Serie A. Bramkarz Atalanty Bergamo Marco Sportiello nadal nie pokonał koronawirusa. Minął ponad miesiąc

Getty Images / Nathan Stirk / Na zdjęciu: Marco Sportiello
Getty Images / Nathan Stirk / Na zdjęciu: Marco Sportiello

Marco Sportiello zakończył kwarantannę i został poddany testom na obecność koronawirusa. Pierwszy dał wynik negatywny, kolejny - niestety - pozytywny. Golkiper nie ma żadnych objawów, ale walczy z chorobą już ponad miesiąc.

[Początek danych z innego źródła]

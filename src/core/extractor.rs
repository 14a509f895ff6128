//! Recovering a structured artifact from raw model output.
//!
//! Model replies nominally contain JSON but are routinely wrapped in
//! markdown fences, prefixed with prose, or truncated. Extraction is a
//! two-pass search over the fence-stripped text: first an anchored pass
//! for the object literal closing at the end of the reply (skips leading
//! prose), then a scan for the first balanced object anywhere. The brace
//! scanner tracks string and escape state, so braces inside string
//! literals never unbalance a candidate.

use thiserror::Error;

use crate::domain::Unvalidated;

/// Extraction failure, carrying the offending text for diagnostics
#[derive(Debug, Error)]
pub enum ExtractError {
    #[error("no JSON object found in model reply")]
    NoObject { text: String },

    #[error("candidate JSON span failed to parse: {source}")]
    Parse {
        #[source]
        source: serde_json::Error,
        text: String,
    },
}

impl ExtractError {
    /// The reply text that could not be interpreted
    pub fn offending_text(&self) -> &str {
        match self {
            ExtractError::NoObject { text } | ExtractError::Parse { text, .. } => text,
        }
    }
}

/// Remove markdown code fences, language-tagged and untagged
fn strip_fences(text: &str) -> String {
    text.replace("```json", "").replace("```", "")
}

/// Byte spans of every top-level balanced `{...}` in the text.
///
/// String-aware: `"` toggles string state, `\` escapes inside strings,
/// and braces inside strings do not affect nesting depth.
fn balanced_object_spans(text: &str) -> Vec<(usize, usize)> {
    let mut spans = Vec::new();
    let mut depth = 0usize;
    let mut start = 0usize;
    let mut in_string = false;
    let mut escaped = false;

    for (idx, ch) in text.char_indices() {
        if in_string {
            if escaped {
                escaped = false;
            } else if ch == '\\' {
                escaped = true;
            } else if ch == '"' {
                in_string = false;
            }
            continue;
        }

        match ch {
            '"' if depth > 0 => in_string = true,
            '{' => {
                if depth == 0 {
                    start = idx;
                }
                depth += 1;
            }
            '}' => {
                if depth > 0 {
                    depth -= 1;
                    if depth == 0 {
                        spans.push((start, idx + ch.len_utf8()));
                    }
                }
            }
            _ => {}
        }
    }

    spans
}

/// Recover a structured value from a raw model reply.
///
/// Returns the parsed object as [`Unvalidated`]; shape checking is the
/// validator's job, not the extractor's.
pub fn extract(raw: &str) -> Result<Unvalidated, ExtractError> {
    let clean = strip_fences(raw);
    let spans = balanced_object_spans(&clean);

    if spans.is_empty() {
        return Err(ExtractError::NoObject {
            text: raw.to_string(),
        });
    }

    // Anchored pass: the last object whose closing brace is followed only
    // by whitespace. Fallback pass: the first balanced object anywhere.
    let &(start, end) = spans
        .iter()
        .rev()
        .find(|(_, end)| clean[*end..].trim().is_empty())
        .unwrap_or(&spans[0]);

    let candidate = &clean[start..end];

    match serde_json::from_str(candidate) {
        Ok(value) => Ok(Unvalidated(value)),
        Err(source) => Err(ExtractError::Parse {
            source,
            text: raw.to_string(),
        }),
    }
}

#[cfg(test)]
mod tests {
    use super::*;
    use serde_json::json;

    fn extract_value(raw: &str) -> serde_json::Value {
        extract(raw).unwrap().0
    }

    #[test]
    fn test_bare_json() {
        let value = extract_value(r#"{"name":"Card","description":"d","source":"<div/>","style":""}"#);
        assert_eq!(value["name"], "Card");
    }

    #[test]
    fn test_fenced_json() {
        let raw = "```json\n{\"name\":\"PricingCard\",\"description\":\"3-tier pricing\",\"source\":\"<div>..\",\"style\":\"\"}\n```";
        let value = extract_value(raw);
        assert_eq!(
            value,
            json!({
                "name": "PricingCard",
                "description": "3-tier pricing",
                "source": "<div>..",
                "style": "",
            })
        );
    }

    #[test]
    fn test_leading_prose_skipped() {
        let raw = "Sure! Here is your component:\n\n{\"name\":\"Nav\",\"description\":\"navbar\",\"source\":\"<nav/>\",\"style\":\"\"}";
        assert_eq!(extract_value(raw)["name"], "Nav");
    }

    #[test]
    fn test_untagged_fence_with_prose() {
        let raw = "Here you go:\n```\n{\"name\":\"Hero\",\"description\":\"\",\"source\":\"<section/>\",\"style\":\"\"}\n```\n";
        assert_eq!(extract_value(raw)["name"], "Hero");
    }

    #[test]
    fn test_nested_object() {
        let raw = r#"{"name":"Modal","description":"d","source":"<div/>","style":"","meta":{"a":1}}"#;
        assert_eq!(extract_value(raw)["meta"]["a"], 1);
    }

    #[test]
    fn test_braces_inside_strings() {
        let raw = r#"{"name":"Badge","description":"shows {count}","source":"<span>{ }</span>","style":".a { color: red; }"}"#;
        let value = extract_value(raw);
        assert_eq!(value["style"], ".a { color: red; }");
    }

    #[test]
    fn test_trailing_prose_uses_first_object() {
        let raw = "{\"name\":\"A\",\"description\":\"\",\"source\":\"x\",\"style\":\"\"}\nHope this helps!";
        assert_eq!(extract_value(raw)["name"], "A");
    }

    #[test]
    fn test_anchored_pass_prefers_final_object() {
        let raw = "Example input: {\"q\": 1}\n\n{\"name\":\"B\",\"description\":\"\",\"source\":\"y\",\"style\":\"\"}";
        assert_eq!(extract_value(raw)["name"], "B");
    }

    #[test]
    fn test_no_object_is_error() {
        let err = extract("I could not generate a component for that request.").unwrap_err();
        assert!(matches!(err, ExtractError::NoObject { .. }));
        assert!(err.offending_text().contains("could not generate"));
    }

    #[test]
    fn test_truncated_object_is_error() {
        // Closing brace never arrives, so no balanced span exists
        let err = extract("{\"name\":\"Card\",\"description\":\"cut off").unwrap_err();
        assert!(matches!(err, ExtractError::NoObject { .. }));
    }

    #[test]
    fn test_malformed_candidate_is_parse_error() {
        let err = extract("{name: Card}").unwrap_err();
        assert!(matches!(err, ExtractError::Parse { .. }));
    }
}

W tym artykule dowiesz się o:

24 marca Atalanta Bergamo poinformowała o pierwszym (i jak do tej pory jedynym) przypadku zakażenia koronawirusem wśród piłkarzy tego klubu. Pechowcem okazał się bramkarz Marco Sportiello (więcej TUTAJ>>).

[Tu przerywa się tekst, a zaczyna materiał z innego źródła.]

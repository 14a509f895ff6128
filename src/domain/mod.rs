//! Domain types for the uiforge generator.
//!
//! This module contains the core data structures:
//! - Artifact: validated component output (and its untrusted precursor)
//! - CustomizationSet: user style choices
//! - Framework: closed set of target frameworks and their tables

pub mod artifact;
pub mod customization;
pub mod framework;

// Re-export commonly used types
pub use artifact::{Artifact, Unvalidated};
pub use customization::CustomizationSet;
pub use framework::Framework;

"Klub uzyskał informację o pozytywnym teście na koronawirusa u Marco Sportiello. U zawodnika nie ma żadnych objawów. Zastosowano zapobiegawczą kwarantannę" - poinformowała Atalanta Bergamo.

Od pierwszego badania (wykonanego 20 marca) minął ponad miesiąc, ale Sportiello nadal nie pokonał koronawirusa. Jak informuje dziennik "L'Eco di Bergamo", 27-latek po kilkutygodniowej kwarantannie został ponownie poddany testom. Pierwszy dał wynik negatywny.

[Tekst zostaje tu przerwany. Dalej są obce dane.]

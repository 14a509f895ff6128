//! Preview customization rewriting.
//!
//! Literal token substitution over generated source text, for preview
//! display only. The stored artifact is never modified. Substitution
//! order is fixed so the transform is deterministic, and unmatched
//! tokens are left alone.

use crate::domain::CustomizationSet;

/// Apply the customization set to source text for preview rendering.
///
/// Fixed order: background color, text color, border color, corner
/// rounding, spacing. Idempotent on text containing no default tokens.
pub fn apply(source: &str, customizations: &CustomizationSet) -> String {
    source
        .replace(
            "bg-blue-500",
            &format!("bg-[{}]", customizations.primary_color),
        )
        .replace(
            "text-blue-500",
            &format!("text-[{}]", customizations.primary_color),
        )
        .replace(
            "border-blue-500",
            &format!("border-[{}]", customizations.primary_color),
        )
        .replace("rounded-lg", &customizations.border_radius)
        .replace("p-4", &customizations.spacing)
}

#[cfg(test)]
mod tests {
    use super::*;

    fn customizations() -> CustomizationSet {
        CustomizationSet {
            primary_color: "#ff0000".to_string(),
            secondary_color: "#00ff00".to_string(),
            border_radius: "rounded-xl".to_string(),
            spacing: "p-8".to_string(),
        }
    }

    #[test]
    fn test_color_tokens_substituted() {
        let source = r#"<div class="bg-blue-500 text-blue-500 border-blue-500">x</div>"#;
        let out = apply(source, &customizations());
        assert_eq!(
            out,
            r#"<div class="bg-[#ff0000] text-[#ff0000] border-[#ff0000]">x</div>"#
        );
    }

    #[test]
    fn test_radius_and_spacing_substituted() {
        let source = r#"<div class="rounded-lg p-4">x</div>"#;
        let out = apply(source, &customizations());
        assert_eq!(out, r#"<div class="rounded-xl p-8">x</div>"#);
    }

    #[test]
    fn test_unmatched_tokens_untouched() {
        let source = r#"<div class="bg-red-500 rounded-full p-2">x</div>"#;
        assert_eq!(apply(source, &customizations()), source);
    }

    #[test]
    fn test_idempotent_after_first_pass() {
        let source = r#"<div class="bg-blue-500 rounded-lg p-4">x</div>"#;
        let once = apply(source, &customizations());
        let twice = apply(&once, &customizations());
        assert_eq!(once, twice);
    }

    #[test]
    fn test_defaults_rewrite_to_same_tokens() {
        // Rewriting with the default set still pins colors to arbitrary
        // values, but radius and spacing map to themselves
        let source = r#"<div class="rounded-lg p-4">x</div>"#;
        let out = apply(source, &CustomizationSet::default());
        assert_eq!(out, source);
    }
}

ZOBACZ WIDEO: Koronawirus. Michał Listkiewicz: Bałbym się wybiec na boisko, ale sędziowanie to służba i zawód. Inni pracują

Gdyby podobnie było w drugim przypadku, Sportiello zostałby uznany za osobę zdrową. Niestety tym razem wynik badania był dodatni. Włoskie media podkreślają, że bramkarz Atalanty nadal nie ma żadnych poważniejszych objawów, jest tzw. nosicielem asymptomatycznym.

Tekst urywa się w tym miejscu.